Prof. Dr. Erich Sorantin, University Clinic for Radiology at the Medical University of Graz, Austria, suggested many areas of radiology could be enhanced by AI. But according to him, we are still far from the futuristic, science fiction solutions some have predicted in the past. He explained:
“If you look at Star Wars, they had something like a CT or mini MRI at the beginning, but by the end they had one very nice gadget to diagnose almost everything—and that is where we should go.”
Prof. Loukas Astrakas, a doctor at the University of Ioannina, said AI could eventually be used in pediatric radiology, but only alongside humans. He said:
“There are many different tasks that can be performed with AI, from the detection of diseases, such as breast, brain and prostate cancer, to chest radiograph interpretation.”
The “Black Box Problem”
He also cited many problems:
“AI algorithms can overfit or underfit. In overfitting you train it so much that it becomes very good in its data set but cannot generalize for others. In underfitting you do not train them efficiently and the algorithms cannot extract data.”
“Then, there is the ‘black box problem’—will people accept a diagnosis if the doctor cannot explain how it was arrived at? And also the issue of medical-legal responsibility—who is responsible if something goes wrong with an AI diagnosis?”
The best approach, he stressed, is to combine AI with the human brain in pediatric radiology because they excel in different domains.
“Human intelligence is able to imagine, anticipate, feel and judge changing situations. AI is better at low level, routine tasks that are repetitive and take place within closed systems. Adopting AI will benefit the careers of pediatric radiologists, but most importantly the lives of their patients.”
Lack of Research
Radiologist Steven Schalekamp, of the Diagnostic Image Analysis Group in the Netherlands, said there were now 57 CE-certified AI products but none specifically designed for children. He explained:
“There is a great discrepancy in products that are available for adults and for children.

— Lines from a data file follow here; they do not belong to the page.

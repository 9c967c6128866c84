//! Serialization of the shortcut table for host-side storage.
//!
//! Only shortcut configuration is persisted; window layout is session-local
//! and rebuilt from scratch on startup. Snapshots carry a schema version so
//! older payloads can be migrated forward, and unreadable payloads fall back
//! to the built-in defaults instead of failing startup.

use log::warn;
use serde::{Deserialize, Serialize};

use crate::model::SHORTCUT_SCHEMA_VERSION;
use crate::shortcuts::{ShortcutBinding, ShortcutTable};

/// Versioned persistence payload for the shortcut table.
#[derive(Debug, Clone, PartialEq, Eq, Serialize, Deserialize)]
pub struct ShortcutSnapshot {
    pub schema_version: u32,
    pub bindings: Vec<ShortcutBinding>,
}

/// Captures the current table as a persistable snapshot.
pub fn snapshot_shortcuts(table: &ShortcutTable) -> ShortcutSnapshot {
    ShortcutSnapshot {
        schema_version: SHORTCUT_SCHEMA_VERSION,
        bindings: table.bindings().to_vec(),
    }
}

/// Encodes the current table for the host's storage layer.
pub fn encode_shortcuts(table: &ShortcutTable) -> serde_json::Result<String> {
    serde_json::to_string(&snapshot_shortcuts(table))
}

/// Rebuilds a shortcut table from a persisted payload.
///
/// Any payload that cannot be read or migrated yields the default table; a
/// broken storage blob must never keep the shell from starting.
pub fn hydrate_shortcuts(raw: &str) -> ShortcutTable {
    match serde_json::from_str::<ShortcutSnapshot>(raw) {
        Ok(snapshot) => match migrate_snapshot(snapshot) {
            Some(bindings) => ShortcutTable::from_bindings(bindings),
            None => {
                warn!("discarding shortcut snapshot with unsupported schema");
                ShortcutTable::with_defaults()
            }
        },
        Err(err) => {
            warn!("discarding unreadable shortcut snapshot: {err}");
            ShortcutTable::with_defaults()
        }
    }
}

/// Migrates a snapshot to the current schema, or `None` when it is newer
/// than this build understands.
fn migrate_snapshot(snapshot: ShortcutSnapshot) -> Option<Vec<ShortcutBinding>> {
    match snapshot.schema_version {
        // Pre-versioned payloads wrote `0` and carried the same binding shape.
        0 | SHORTCUT_SCHEMA_VERSION => Some(snapshot.bindings),
        _ => None,
    }
}

#[cfg(test)]
mod tests {
    use pretty_assertions::assert_eq;

    use super::*;
    use crate::shortcuts::{BindingScope, FocusContext};

    #[test]
    fn custom_bindings_survive_a_round_trip() {
        let mut table = ShortcutTable::with_defaults();
        table
            .bind("Ctrl+Shift+K", "shell.window.pip", BindingScope::Global)
            .unwrap();

        let encoded = encode_shortcuts(&table).unwrap();
        let hydrated = hydrate_shortcuts(&encoded);

        assert_eq!(hydrated, table);
        assert_eq!(
            hydrated.resolve("Ctrl+Shift+K", &FocusContext::default()),
            Some("shell.window.pip")
        );
    }

    #[test]
    fn unreadable_payloads_fall_back_to_defaults() {
        for raw in ["", "not json", r#"{"bindings": 7}"#] {
            assert_eq!(hydrate_shortcuts(raw), ShortcutTable::with_defaults());
        }
    }

    #[test]
    fn newer_schema_versions_fall_back_to_defaults() {
        let snapshot = ShortcutSnapshot {
            schema_version: SHORTCUT_SCHEMA_VERSION + 1,
            bindings: Vec::new(),
        };
        let raw = serde_json::to_string(&snapshot).unwrap();

        assert_eq!(hydrate_shortcuts(&raw), ShortcutTable::with_defaults());
    }

    #[test]
    fn legacy_unversioned_payloads_are_migrated() {
        let snapshot = ShortcutSnapshot {
            schema_version: 0,
            bindings: snapshot_shortcuts(&ShortcutTable::with_defaults()).bindings,
        };
        let raw = serde_json::to_string(&snapshot).unwrap();

        assert_eq!(hydrate_shortcuts(&raw), ShortcutTable::with_defaults());
    }
}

The problems are that there is much less research into pediatrics and a lack of data to train systems: an AI system using adult data might not be able to use that to assess a child. There is a big difference in the thorax of a child and an adult; children’s growing chests are constantly changing and the system has to look for different abnormalities.”

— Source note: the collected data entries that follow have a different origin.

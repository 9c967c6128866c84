//! Desktop shell kernel: window registry, virtual desktops, snap/tile
//! geometry, grouping, shortcuts, and the serialized event dispatcher.
//!
//! The kernel is host-agnostic. All state transitions run through
//! [`reduce_shell`]; hosts feed input to a [`ShellDispatcher`] and execute
//! the side-effect intents it resolves. Rendering, storage, and real input
//! devices live outside this crate.

pub mod actions;
pub mod chord;
pub mod dispatcher;
pub mod geometry;
pub mod model;
pub mod persistence;
pub mod reducer;
pub mod shortcuts;
pub mod window_manager;

pub use actions::{Action, ActionRegistry, ShellActionKind};
pub use chord::{canonical_chord, KeyEvent};
pub use dispatcher::{ShellDispatcher, ShellEvent};
pub use model::{
    DesktopId, DragSession, GroupId, InteractionState, LayoutMode, PointerPosition, ShellState,
    SnapZone, TabGroup, TabGroupId, VirtualDesktop, WindowGroup, WindowId, WindowRecord,
    WindowRect, WindowState,
};
pub use persistence::{encode_shortcuts, hydrate_shortcuts, ShortcutSnapshot};
pub use reducer::{reduce_shell, KernelEffect, KernelError, KernelIncident, ShellAction};
pub use shortcuts::{
    BindingScope, FocusContext, ShortcutBinding, ShortcutError, ShortcutTable,
};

There is only currently one solution available that is also applicable to children. This is the CAD4TB by Delft Imaging, a software product able to detect TB in chest radiographs. There is an emerging application for pneumonia in children, called CAD4Kids, but at the moment further development is required.

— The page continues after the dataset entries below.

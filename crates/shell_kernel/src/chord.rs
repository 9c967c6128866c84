//! Chord codec: canonical string form of a modifier+key combination.
//!
//! Canonicalization is pure and deterministic. Modifiers always serialize in
//! the fixed order `Ctrl+Shift+Alt+Meta`, and platform key-name quirks are
//! folded through an alias table so the same physical event always encodes to
//! the same chord.

use serde::{Deserialize, Serialize};

/// Raw key event as delivered by the host input layer.
#[derive(Debug, Clone, PartialEq, Eq, Serialize, Deserialize)]
pub struct KeyEvent {
    /// Host-reported key name (for example `"k"`, `" "`, `"ArrowLeft"`).
    pub key: String,
    pub ctrl: bool,
    pub shift: bool,
    pub alt: bool,
    pub meta: bool,
}

impl KeyEvent {
    pub fn new(key: impl Into<String>) -> Self {
        Self {
            key: key.into(),
            ctrl: false,
            shift: false,
            alt: false,
            meta: false,
        }
    }

    pub fn ctrl(mut self) -> Self {
        self.ctrl = true;
        self
    }

    pub fn shift(mut self) -> Self {
        self.shift = true;
        self
    }

    pub fn alt(mut self) -> Self {
        self.alt = true;
        self
    }

    pub fn meta(mut self) -> Self {
        self.meta = true;
        self
    }
}

/// Encodes a raw key event into its canonical chord string.
///
/// Returns `None` when the event carries no encodable key (for example a
/// bare modifier keydown).
pub fn canonical_chord(event: &KeyEvent) -> Option<String> {
    let key = canonical_key_name(&event.key)?;
    let mut parts: Vec<&str> = Vec::with_capacity(5);
    if event.ctrl {
        parts.push("Ctrl");
    }
    if event.shift {
        parts.push("Shift");
    }
    if event.alt {
        parts.push("Alt");
    }
    if event.meta {
        parts.push("Meta");
    }
    parts.push(&key);
    Some(parts.join("+"))
}

/// Normalizes a host key name to its stable canonical form.
fn canonical_key_name(raw: &str) -> Option<String> {
    let trimmed = raw.trim();
    if trimmed.is_empty() && raw != " " {
        return None;
    }

    // Single printable characters: letters uppercase, everything else as-is.
    if raw.chars().count() == 1 {
        let ch = raw.chars().next().unwrap_or_default();
        if ch == ' ' {
            return Some("Space".to_string());
        }
        return Some(ch.to_ascii_uppercase().to_string());
    }

    let lower = trimmed.to_ascii_lowercase();
    let named = match lower.as_str() {
        "space" | "spacebar" => "Space",
        "escape" | "esc" => "Escape",
        "enter" | "return" => "Enter",
        "tab" => "Tab",
        "backspace" => "Backspace",
        "delete" | "del" => "Delete",
        "insert" | "ins" => "Insert",
        "home" => "Home",
        "end" => "End",
        "pageup" => "PageUp",
        "pagedown" => "PageDown",
        "arrowup" | "up" => "Up",
        "arrowdown" | "down" => "Down",
        "arrowleft" | "left" => "Left",
        "arrowright" | "right" => "Right",
        // Bare modifiers never form a chord on their own.
        "control" | "ctrl" | "shift" | "alt" | "meta" | "super" | "cmd" => return None,
        _ => "",
    };
    if !named.is_empty() {
        return Some(named.to_string());
    }

    // Function keys F1..F24.
    if let Some(rest) = lower.strip_prefix('f') {
        if let Ok(n) = rest.parse::<u8>() {
            if (1..=24).contains(&n) {
                return Some(format!("F{n}"));
            }
        }
    }

    None
}

#[cfg(test)]
mod tests {
    use pretty_assertions::assert_eq;

    use super::*;

    #[test]
    fn modifiers_encode_in_fixed_order() {
        let event = KeyEvent::new("k").shift().ctrl();
        assert_eq!(canonical_chord(&event).as_deref(), Some("Ctrl+Shift+K"));

        let event = KeyEvent::new("k").meta().alt().shift().ctrl();
        assert_eq!(
            canonical_chord(&event).as_deref(),
            Some("Ctrl+Shift+Alt+Meta+K")
        );
    }

    #[test]
    fn encoding_is_deterministic() {
        let event = KeyEvent::new("ArrowLeft").ctrl().alt();
        assert_eq!(canonical_chord(&event), canonical_chord(&event.clone()));
        assert_eq!(canonical_chord(&event).as_deref(), Some("Ctrl+Alt+Left"));
    }

    #[test]
    fn key_aliases_normalize_to_stable_names() {
        assert_eq!(canonical_chord(&KeyEvent::new(" ")).as_deref(), Some("Space"));
        assert_eq!(
            canonical_chord(&KeyEvent::new("Esc")).as_deref(),
            Some("Escape")
        );
        assert_eq!(
            canonical_chord(&KeyEvent::new("Return")).as_deref(),
            Some("Enter")
        );
        assert_eq!(
            canonical_chord(&KeyEvent::new("ArrowUp")).as_deref(),
            Some("Up")
        );
        assert_eq!(canonical_chord(&KeyEvent::new("f4")).as_deref(), Some("F4"));
    }

    #[test]
    fn letters_are_case_folded() {
        assert_eq!(
            canonical_chord(&KeyEvent::new("s").ctrl()),
            canonical_chord(&KeyEvent::new("S").ctrl())
        );
    }

    #[test]
    fn bare_modifier_keydown_produces_no_chord() {
        assert_eq!(canonical_chord(&KeyEvent::new("Control").ctrl()), None);
        assert_eq!(canonical_chord(&KeyEvent::new("Shift").shift()), None);
    }
}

AI could be useful in the assessment of neonatal radiographs and the grading of infantile respiratory distress syndrome (IRDS) in premature babies. Steven Schalekamp observed:
“Another area that has been getting a lot of attention in recent years is the use of AI for the tracking of cystic fibrosis in chest CT scans. I think it is important now that vendors try to develop specific products for the pediatric population. But more research is needed. The first step is to transfer the learning of current AI systems and retrain them on pediatric data.”